For a long time now, I’ve listened to classical music less than I might like to. A lot of that is because listening to classical music is hard. You have to turn the volume up to hear the soft parts, and then either turn it down when it gets loud or have it be loud enough to be distracting (or painful). For instance, in the car, there’s a lot of noise from the road, so even at normal volumes it can be difficult to hear some of the soft parts. And some albums and songs are so quiet that many players can’t be turned up loud enough to hear the music, even in quiet conditions!

I’ve sort of put up with this problem for a long time, but it really hit home how inconvenient it is the other day when I was driving with some friends. I changed my mp3 player to some Debussy piano solos (from his Children’s Corner suite, really nice stuff) and tried to play some of it for them. Well, it failed pretty miserably. It was so quiet, even with the volume all the way up, that you couldn’t even hear anything below a mezzo-piano, and the tape adapter was already so noisy (not to mention the harmonic distortion) that enjoying the music was basically impossible. And I realized: if only this music were as loud as normal music, they probably would have really liked the tracks. So the low volume of those songs actually turned two people off of classical music. What a shame!

So, what to do? Well, there’s no simple solution, but there is a pretty good one. Using an audio editing program, it’s possible to rip the music off of a CD and change the sound to be louder. Then you can make an MP3 of it or burn it back to a CD. This solution is kind of labor intensive, but after the first CD it can be largely automated (depending on how much you want to tweak it for each song, and that does make a difference), and anyway it’s the sort of thing many people enjoy doing with their music collections. Well, me, at least.

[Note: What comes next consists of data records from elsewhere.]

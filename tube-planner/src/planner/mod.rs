//! Route planner using Dijkstra search.
//!
//! This module implements the core routing engine that answers:
//! "What is the cheapest way from this station to that one?"
//!
//! Cost is distance ridden plus a fixed penalty for each change of line.
//! The search yields a list of stations with the line used to reach each,
//! and the itinerary builder collapses that into rides.

mod config;
mod itinerary;
mod search;
mod weight;


pub use config::{ConfigError, RouteConfig};
pub use itinerary::build_itinerary;
pub use search::{Plan, Planner, RouteError, find_route, find_route_with};
pub use weight::{TransferPenalty, Weighting};
//! Caching layer for planned routes.
//!
//! A route depends only on the network, the weighting and the two endpoint
//! stations. The network and weighting are fixed for the life of the
//! server, so plans are cached by (origin, destination).

use std::sync::Arc;
use std::time::Duration;

use moka::future::Cache as MokaCache;
use tracing::trace;

use crate::domain::StationId;
use crate::planner::{Plan, RouteError};

/// Cache key for plans: (origin, destination).
type RouteKey = (StationId, StationId);

/// Configuration for the cache.
#[derive(Debug, Clone)]
pub struct CacheConfig {
    /// TTL for cached entries.
    pub ttl: Duration,

    /// Maximum number of cached entries.
    pub max_capacity: u64,
}

impl Default for CacheConfig {
    fn default() -> Self {
        Self {
            ttl: Duration::from_secs(60 * 60),
            max_capacity: 10_000,
        }
    }
}

/// Cache of successful route plans.
///
/// Failed searches are not cached.
#[derive(Clone)]
pub struct RouteCache {
    plans: MokaCache<RouteKey, Arc<Plan>>,
}

impl RouteCache {
    /// Create a new cache with the given configuration.
    pub fn new(config: &CacheConfig) -> Self {
        let plans = MokaCache::builder()
            .time_to_live(config.ttl)
            .max_capacity(config.max_capacity)
            .build();

        Self { plans }
    }

    /// Get a cached plan.
    pub async fn get(&self, from: StationId, to: StationId) -> Option<Arc<Plan>> {
        self.plans.get(&(from, to)).await
    }

    /// Insert a plan into the cache.
    pub async fn insert(&self, from: StationId, to: StationId, plan: Arc<Plan>) {
        self.plans.insert((from, to), plan).await;
    }

    /// Return the cached plan, or run `plan` and cache its result on success.
    pub async fn get_or_plan<F>(
        &self,
        from: StationId,
        to: StationId,
        plan: F,
    ) -> Result<Arc<Plan>, RouteError>
    where
        F: FnOnce() -> Result<Plan, RouteError>,
    {
        if let Some(cached) = self.get(from, to).await {
            trace!(%from, %to, "route cache hit");
            return Ok(cached);
        }

        let planned = Arc::new(plan()?);
        self.insert(from, to, planned.clone()).await;
        Ok(planned)
    }

    /// Number of cached plans.
    ///
    /// Moka updates this lazily; call [`RouteCache::sync`] first for an
    /// exact count.
    pub fn entry_count(&self) -> u64 {
        self.plans.entry_count()
    }

    /// Apply pending cache maintenance.
    pub async fn sync(&self) {
        self.plans.run_pending_tasks().await;
    }

    /// Invalidate all cached entries.
    pub fn invalidate_all(&self) {
        self.plans.invalidate_all();
    }
}

#[cfg(test)]
mod tests {
    use super::*;
    use crate::domain::{Colour, GeoPoint, Line, LineId, Station};
    use crate::network::Network;
    use crate::planner::{Planner, RouteConfig};
    use std::cell::Cell;

    fn network() -> Network {
        let station = |id| Station::new(StationId(id), format!("S{id}"), GeoPoint::new(51.5, -0.1));
        Network::builder()
            .add_line(Line::new(LineId(1), "One", Colour::from_rgb(1, 2, 3)))
            .add_station(station(1))
            .add_station(station(2))
            .add_station(station(3))
            .add_segment(StationId(1), StationId(2), LineId(1), 1.0)
            .build()
            .unwrap()
    }

    #[test]
    fn default_config() {
        let config = CacheConfig::default();
        assert_eq!(config.ttl, Duration::from_secs(3600));
        assert_eq!(config.max_capacity, 10_000);
    }

    #[tokio::test]
    async fn second_lookup_is_served_from_cache() {
        let network = network();
        let planner = Planner::new(&network, RouteConfig::default());
        let cache = RouteCache::new(&CacheConfig::default());
        let calls = Cell::new(0);

        for _ in 0..3 {
            let plan = cache
                .get_or_plan(StationId(1), StationId(2), || {
                    calls.set(calls.get() + 1);
                    planner.plan(StationId(1), StationId(2))
                })
                .await
                .unwrap();
            assert_eq!(plan.total_cost(), 1.0);
        }

        assert_eq!(calls.get(), 1);
        cache.sync().await;
        assert_eq!(cache.entry_count(), 1);
    }

    #[tokio::test]
    async fn errors_are_not_cached() {
        let network = network();
        let planner = Planner::new(&network, RouteConfig::default());
        let cache = RouteCache::new(&CacheConfig::default());

        let err = cache
            .get_or_plan(StationId(1), StationId(3), || {
                planner.plan(StationId(1), StationId(3))
            })
            .await
            .unwrap_err();
        assert!(matches!(err, RouteError::NoRoute { .. }));
        assert!(cache.get(StationId(1), StationId(3)).await.is_none());
    }

    #[tokio::test]
    async fn direction_is_part_of_the_key() {
        let network = network();
        let planner = Planner::new(&network, RouteConfig::default());
        let cache = RouteCache::new(&CacheConfig::default());

        cache
            .get_or_plan(StationId(1), StationId(2), || {
                planner.plan(StationId(1), StationId(2))
            })
            .await
            .unwrap();

        assert!(cache.get(StationId(2), StationId(1)).await.is_none());

        cache.invalidate_all();
        assert!(cache.get(StationId(1), StationId(2)).await.is_none());
    }
}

So one day I loaded up a song into my editor and tried applying a dynamic compression effect to it. Dynamic compression, often simply called “compression”, is a technical term in audio editing that refers to a process that raises the volume of the quiet parts of an audio input up to near the volume of the loud parts. This has the effect of compressing, or reducing, the dynamic range—the difference between the soft and the loud—of the signal. The way it does this is usually to detect how loud the input is at a given point and amplify or reduce the output until it’s near the target volume. Now, it doesn’t adjust its amplification instantly. If the signal drops suddenly (as it might in a recording of speaking, after the end of a sentence), the compressor gradually increases the volume over a period of anywhere from .25 seconds to 5 seconds.

However, most dynamic compressors decrease the volume instantly when the signal rises. Well, actually, worse than “instantly”, they actually have a lag. They decrease the volume only after the input starts to rise. This is because most compressors are designed to be used on vocals and solo instruments, in realtime. Even in audio editing programs, where things aren’t realtime, the compression effect is usually designed the same way. Because it’s in realtime, it doesn’t have the option of decreasing amplification before the signal starts to rise. So some of the signal, usually some tenths of a second, is output at a very high volume while the compressor is detecting the loudness and reducing the amplification.

As you might imagine, this doesn’t really sound that great. When I applied that effect to my music, it didn’t turn out well at all. It sounded much too harsh, and sudden loudness usually led to clipping. (Clipping is like when someone speaks loudly into a microphone very close to their mouth, and you can’t understand what they’re saying because of the distortion.) The feel of the music was completely lost.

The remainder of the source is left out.